Reading the listing below, count the lines that contain the word "info" and give that count alone.
━━━━━━━━
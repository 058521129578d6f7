use std::collections::BTreeSet;

use tracing::{debug, info};

use super::{line_span, splice};
use crate::document::scanner::{skip_opaque, skip_ws};
use crate::document::{graph, mentions, ManifestDocument};
use crate::error::{Error, Result};
use crate::models::{ObjectKind, ObjectRecord, Span};

/// Remove the package product `product` and everything that points at it.
///
/// That covers the product record, the build files wrapping it, the package
/// reference (unless another product still uses it), shell-script phases
/// that mention the product, any record whose scalar fields point at a
/// removed id, every reference-list entry for the removed ids, and build
/// settings that name the product. Returns the removed ids; a product that
/// is already gone is
/// [`Error::ReferenceNotFound`], which callers treat as a no-op.
pub fn remove_dependency(doc: &mut ManifestDocument, product: &str) -> Result<Vec<String>> {
    let text = doc.text();
    let records = graph::records(text)?;

    let products: Vec<&ObjectRecord> = records
        .iter()
        .filter(|r| r.kind == ObjectKind::PackageProductReference)
        .filter(|r| match r.value("productName") {
            Some(name) => name == product,
            None => r.comment.as_deref() == Some(product),
        })
        .collect();

    let mut removed: BTreeSet<String> = products.iter().map(|r| r.id.clone()).collect();

    for package in products.iter().filter_map(|p| p.value("package")) {
        let shared = records.iter().any(|r| {
            r.kind == ObjectKind::PackageProductReference
                && !removed.contains(&r.id)
                && r.value("package").as_deref() == Some(package.as_str())
        });
        if shared {
            debug!(package = %package, "package still used by another product");
        } else {
            removed.insert(package);
        }
    }

    for script in records.iter().filter(|r| r.kind.is_shell_script()) {
        if script
            .field("shellScript")
            .is_some_and(|f| mentions(&f.literal(), product))
        {
            removed.insert(script.id.clone());
        }
    }

    cascade(&records, &mut removed);
    let settings = settings_edits(text, &records, &removed, product)?;
    if removed.is_empty() && settings.is_empty() {
        return Err(Error::ReferenceNotFound(product.to_string()));
    }

    let mut edits: Vec<(Span, String)> = records
        .iter()
        .filter(|r| removed.contains(&r.id))
        .map(|r| (line_span(text, r.span), String::new()))
        .collect();
    edits.extend(settings);
    for list in graph::all_reference_lists(text)? {
        if removed.contains(&list.owner_id) {
            continue;
        }
        for entry in list.entries.iter().filter(|e| removed.contains(&e.id)) {
            let span = Span::new(entry.span.start, entry.end());
            edits.push((line_span(text, span), String::new()));
        }
    }

    let updated = tidy(&splice(text, edits));
    if let Some(dangling) = removed.iter().find(|id| updated.contains(id.as_str())) {
        return Err(Error::DanglingReference(dangling.clone()));
    }
    doc.replace_text(updated);

    let ids: Vec<String> = removed.into_iter().collect();
    info!(product, removed = ids.len(), "removed dependency");
    Ok(ids)
}

/// Grow `removed` with every record whose scalar fields point at a removed id.
fn cascade(records: &[ObjectRecord], removed: &mut BTreeSet<String>) {
    loop {
        let hits: Vec<String> = records
            .iter()
            .filter(|r| !removed.contains(&r.id))
            .filter(|r| {
                r.fields
                    .iter()
                    .filter(|f| f.key != "isa" && !f.is_list() && !f.raw.starts_with('{'))
                    .any(|f| removed.contains(&f.literal()))
            })
            .map(|r| r.id.clone())
            .collect();
        if hits.is_empty() {
            break;
        }
        removed.extend(hits);
    }
}

/// Edits dropping the build-setting fragments that name `product`.
///
/// List settings lose the matching items, together with a `-framework` or
/// `-weak_framework` flag right before them. Scalar settings whose value
/// names the product are removed whole.
fn settings_edits(
    text: &str,
    records: &[ObjectRecord],
    removed: &BTreeSet<String>,
    product: &str,
) -> Result<Vec<(Span, String)>> {
    let bytes = text.as_bytes();
    let mut edits = Vec::new();
    let configs = records
        .iter()
        .filter(|r| r.kind == ObjectKind::BuildConfiguration && !removed.contains(&r.id));
    for config in configs {
        let Some(field) = config.field("buildSettings") else {
            continue;
        };
        let Some(settings) = graph::dictionary(text, field)? else {
            continue;
        };

        for setting in &settings {
            if let Some(list) = graph::field_list(text, &config.id, setting) {
                for (i, entry) in list.entries.iter().enumerate() {
                    if !mentions(&entry.id, product) {
                        continue;
                    }
                    let flag = i.checked_sub(1).map(|p| &list.entries[p]).filter(|flag| {
                        matches!(flag.id.as_str(), "-framework" | "-weak_framework")
                    });
                    for item in flag.into_iter().chain([entry]) {
                        let span = Span::new(item.span.start, item.end());
                        edits.push((line_span(text, span), String::new()));
                    }
                }
            } else if !setting.raw.starts_with('{') && mentions(&setting.literal(), product) {
                let after = skip_ws(bytes, setting.value_span.end, bytes.len());
                let end = if bytes.get(after) == Some(&b';') {
                    after + 1
                } else {
                    setting.value_span.end
                };
                let span = Span::new(setting.key_span.start, end);
                edits.push((line_span(text, span), String::new()));
            }
        }
    }
    Ok(edits)
}

/// Drop commas left without an entry and collapse runs of blank lines.
pub(crate) fn tidy(text: &str) -> String {
    let bytes = text.as_bytes();
    let mut orphans = Vec::new();
    let mut last = None;
    let mut i = 0;
    while i < bytes.len() {
        if let Some(next) = skip_opaque(bytes, i) {
            last = Some(b'"');
            i = next;
            continue;
        }
        let b = bytes[i];
        if b == b',' && matches!(last, Some(b'(') | Some(b',')) {
            orphans.push((line_span(text, Span::new(i, i + 1)), String::new()));
        } else if !b.is_ascii_whitespace() {
            last = Some(b);
        }
        i += 1;
    }
    let text = splice(text, orphans);

    let mut out = String::with_capacity(text.len());
    let mut newlines = 0;
    for c in text.chars() {
        if c == '\n' {
            newlines += 1;
            if newlines > 2 {
                continue;
            }
        } else {
            newlines = 0;
        }
        out.push(c);
    }
    out
}

#[cfg(test)]
mod tests {
    use super::*;

    #[test]
    fn test_tidy_drops_orphan_commas() {
        let text = "files = (\n\t,\n\tA /* a */,\n);\nother = (B, , C);";
        assert_eq!(
            tidy(text),
            "files = (\n\tA /* a */,\n);\nother = (B,  C);"
        );
    }

    #[test]
    fn test_tidy_keeps_trailing_commas() {
        let text = "files = (\n\tA /* a */,\n\tB /* b */,\n);";
        assert_eq!(tidy(text), text);
    }

    #[test]
    fn test_tidy_collapses_blank_runs() {
        assert_eq!(tidy("a;\n\n\n\nb;\n\nc;"), "a;\n\nb;\n\nc;");
    }

    #[test]
    fn test_tidy_ignores_commas_in_strings() {
        let text = "x = \"(,\";";
        assert_eq!(tidy(text), text);
    }
}
/// A `lastKnownFileType` value plus what the build system does with it.
#[derive(Debug, Clone, PartialEq, Eq)]
pub struct FileKind {
    pub file_type: String,
}

impl FileKind {
    pub fn new(file_type: impl Into<String>) -> Self {
        Self {
            file_type: file_type.into(),
        }
    }

    /// Guess the file type from the path's extension.
    pub fn infer(path: &str) -> Self {
        let ext = path
            .rsplit('/')
            .next()
            .and_then(|name| name.rsplit_once('.'))
            .map(|(_, ext)| ext.to_ascii_lowercase())
            .unwrap_or_default();

        let file_type = match ext.as_str() {
            "swift" => "sourcecode.swift",
            "h" => "sourcecode.c.h",
            "m" => "sourcecode.c.objc",
            "mm" => "sourcecode.cpp.objcpp",
            "c" => "sourcecode.c.c",
            "cc" | "cpp" | "cxx" => "sourcecode.cpp.cpp",
            "hh" | "hpp" | "hxx" => "sourcecode.cpp.h",
            "metal" => "sourcecode.metal",
            "plist" => "text.plist.xml",
            "json" => "text.json",
            "strings" => "text.plist.strings",
            "entitlements" => "text.plist.entitlements",
            "xcassets" => "folder.assetcatalog",
            "storyboard" => "file.storyboard",
            "xib" => "file.xib",
            _ => "text",
        };
        Self::new(file_type)
    }

    /// Whether files of this type belong in a Sources build phase.
    ///
    /// Headers are referenced from groups only.
    pub fn is_compiled(&self) -> bool {
        self.file_type.starts_with("sourcecode.") && !self.file_type.ends_with(".h")
    }
}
━━━━━━━━
## COMPLETED EXERCISE
2